LOS ANGELES -- Asked before Tuesday night's game whether he would endorse the team re-signing Jonathan Broxton this winter, when the former All-Star closer will be a free agent, Los Angeles Dodgers manager Don Mattingly was unusually candid, indicating he couldn't in good conscience recommend bringing Broxton back.
"It's hard to encourage anything at this point,'' Mattingly said. "We don't know anything. Anybody who signs Brox at this point ... they will look at his medical records and look at his past, and it's a risk/reward thing.''
Broxton underwent season-ending, arthroscopic surgery on Monday to remove loose bodies from his right elbow, this after months of attempting to come back from a bone bruise that landed him on the disabled list in early May. And that was after Broxton's struggles from the second half of last season carried over to this season, as he posted a 5.68 ERA in 14 appearances.
"It's not really the kind of season you want to be coming off of (with free agency awaiting)," Mattingly acknowledged.
Broxton is expected to need six to eight weeks of recovery time from the surgery, which should leave him plenty of time to get his arm into shape for the start of spring training. But given his recent track record, it is at least questionable as to whether there will be much of a market for him this winter. It could be that he will have to settle for a minor league contract and an invitation to spring training, where he will have to pitch well enough to make a club.
Given the way the Dodgers bullpen has jelled this season, it also would seem unlikely that there still is a spot for Broxton, especially with rookies Javy Guerra and Kenley Jansen having taken over the closer and eighth-inning setup roles, respectively.
Meanwhile, Dodgers pitcher Hiroki Kuroda indicated his final start of the season, currently scheduled for Sept. 27 at Arizona, could be in jeopardy if he continues to experience discomfort in his neck. Kuroda's next scheduled start is on Thursday night against the San Francisco Giants.
Kuroda still hopes to make both of his remaining starts.

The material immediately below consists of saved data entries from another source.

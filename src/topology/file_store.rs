//! Local file sink for superpod snapshots
//!
//! Layout: `<root>/super-pod-<id>/super-pod-<id>.json`. Writes go through
//! [`write_guarded`], which refuses anything outside the root or behind a
//! symbolic link and sets explicit permissions.

use crate::error::StoreError;
use crate::topology::model::is_super_pod_id;
use crate::topology::sink::{ReloadHook, TopologySink};
use async_trait::async_trait;
use std::io::ErrorKind;
use std::path::{Component, Path, PathBuf};
use std::sync::Arc;
use tokio::fs;
use tracing::{debug, warn};

/// Mode for snapshot files
pub const FILE_MODE: u32 = 0o640;

/// Mode for per-superpod directories
pub const DIR_MODE: u32 = 0o750;

const FILE_PREFIX: &str = "super-pod-";

/// Fail if `path` exists and is a symbolic link
async fn reject_symlink(path: &Path) -> Result<(), StoreError> {
    match fs::symlink_metadata(path).await {
        Ok(meta) if meta.file_type().is_symlink() => Err(StoreError::Symlink(path.to_path_buf())),
        Ok(_) => Ok(()),
        Err(e) if e.kind() == ErrorKind::NotFound => Ok(()),
        Err(e) => Err(StoreError::io(path, e)),
    }
}

/// Check that `path` lies lexically under `root`
fn ensure_within(root: &Path, path: &Path) -> Result<(), StoreError> {
    let relative = path.strip_prefix(root).map_err(|_| StoreError::InvalidPath {
        path: path.to_path_buf(),
        reason: format!("outside of {}", root.display()),
    })?;

    let escapes = relative
        .components()
        .any(|c| !matches!(c, Component::Normal(_)));
    if escapes || relative.as_os_str().is_empty() {
        return Err(StoreError::InvalidPath {
            path: path.to_path_buf(),
            reason: "path must name a file below the root".to_string(),
        });
    }
    Ok(())
}

#[cfg(unix)]
async fn set_mode(path: &Path, mode: u32) -> Result<(), StoreError> {
    use std::os::unix::fs::PermissionsExt;
    fs::set_permissions(path, std::fs::Permissions::from_mode(mode))
        .await
        .map_err(|e| StoreError::io(path, e))
}

#[cfg(not(unix))]
async fn set_mode(_path: &Path, _mode: u32) -> Result<(), StoreError> {
    Ok(())
}

/// Write `contents` to `path` below `root`.
///
/// Creates the parent directory when absent and replaces the file through a
/// temporary sibling and a rename.
pub async fn write_guarded(root: &Path, path: &Path, contents: &[u8]) -> Result<(), StoreError> {
    ensure_within(root, path)?;

    let parent = path.parent().ok_or_else(|| StoreError::InvalidPath {
        path: path.to_path_buf(),
        reason: "no parent directory".to_string(),
    })?;

    reject_symlink(root).await?;
    let mut current = root.to_path_buf();
    if let Ok(relative) = parent.strip_prefix(root) {
        for component in relative.components() {
            current.push(component);
            reject_symlink(&current).await?;
        }
    }
    reject_symlink(path).await?;

    if fs::symlink_metadata(parent).await.is_err() {
        fs::create_dir_all(parent)
            .await
            .map_err(|e| StoreError::io(parent, e))?;
        if parent != root {
            set_mode(parent, DIR_MODE).await?;
        }
    }

    let file_name = path
        .file_name()
        .map(|n| n.to_string_lossy().into_owned())
        .unwrap_or_default();
    let tmp = parent.join(format!(".{}.tmp", file_name));
    reject_symlink(&tmp).await?;

    fs::write(&tmp, contents)
        .await
        .map_err(|e| StoreError::io(&tmp, e))?;
    set_mode(&tmp, FILE_MODE).await?;
    fs::rename(&tmp, path)
        .await
        .map_err(|e| StoreError::io(path, e))?;
    Ok(())
}

/// Topology sink writing one JSON file per superpod
pub struct FileSink {
    root: PathBuf,
    reload: Option<Arc<dyn ReloadHook>>,
}

impl FileSink {
    pub fn new(root: impl Into<PathBuf>) -> Self {
        Self {
            root: root.into(),
            reload: None,
        }
    }

    /// Notify `hook` after every successful write
    pub fn with_reload_hook(mut self, hook: Arc<dyn ReloadHook>) -> Self {
        self.reload = Some(hook);
        self
    }

    pub fn root(&self) -> &Path {
        &self.root
    }

    /// Snapshot path for a superpod id
    pub fn path_for(&self, super_pod_id: &str) -> Result<PathBuf, StoreError> {
        let name = format!("{}{}", FILE_PREFIX, super_pod_id);
        if !is_super_pod_id(super_pod_id) {
            return Err(StoreError::InvalidPath {
                path: self.root.join(&name),
                reason: format!("invalid superpod id {:?}", super_pod_id),
            });
        }

        let path = self.root.join(&name).join(format!("{}.json", name));
        ensure_within(&self.root, &path)?;
        Ok(path)
    }
}

#[async_trait]
impl TopologySink for FileSink {
    fn name(&self) -> &str {
        "file"
    }

    async fn write(&self, super_pod_id: &str, payload: &[u8]) -> Result<(), StoreError> {
        let path = self.path_for(super_pod_id)?;
        write_guarded(&self.root, &path, payload).await?;
        debug!(path = %path.display(), "superpod file written");

        if let Some(hook) = &self.reload {
            hook.on_topology_changed().await;
        }
        Ok(())
    }

    async fn remove(&self, super_pod_id: &str) -> Result<(), StoreError> {
        let path = self.path_for(super_pod_id)?;
        reject_symlink(&path).await?;

        match fs::remove_file(&path).await {
            Ok(()) => {}
            Err(e) if e.kind() == ErrorKind::NotFound => {}
            Err(e) => return Err(StoreError::io(&path, e)),
        }

        if let Some(dir) = path.parent() {
            match fs::remove_dir(dir).await {
                Ok(()) => {}
                Err(e) if e.kind() == ErrorKind::NotFound => {}
                Err(e) => warn!(dir = %dir.display(), error = %e, "superpod directory left behind"),
            }
        }
        Ok(())
    }
}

"That is my intention,'' Kuroda said, with Kenji Nimura interpreting. "I am preparing for my next start. It all depends how I feel after that start.''
Kuroda said after his most recent start, a victory last Friday night against the Pittsburgh Pirates, that although the discomfort in his neck had improved significantly, it still was affecting his mechanics slightly and possibly causing him to fly open. He said Tuesday that he still felt the discomfort during his bullpen session on Sunday.
"But it's not that bad,'' he said. "I can still pitch.''
Tony Jackson covers the Dodgers for ESPNLosAngeles.com.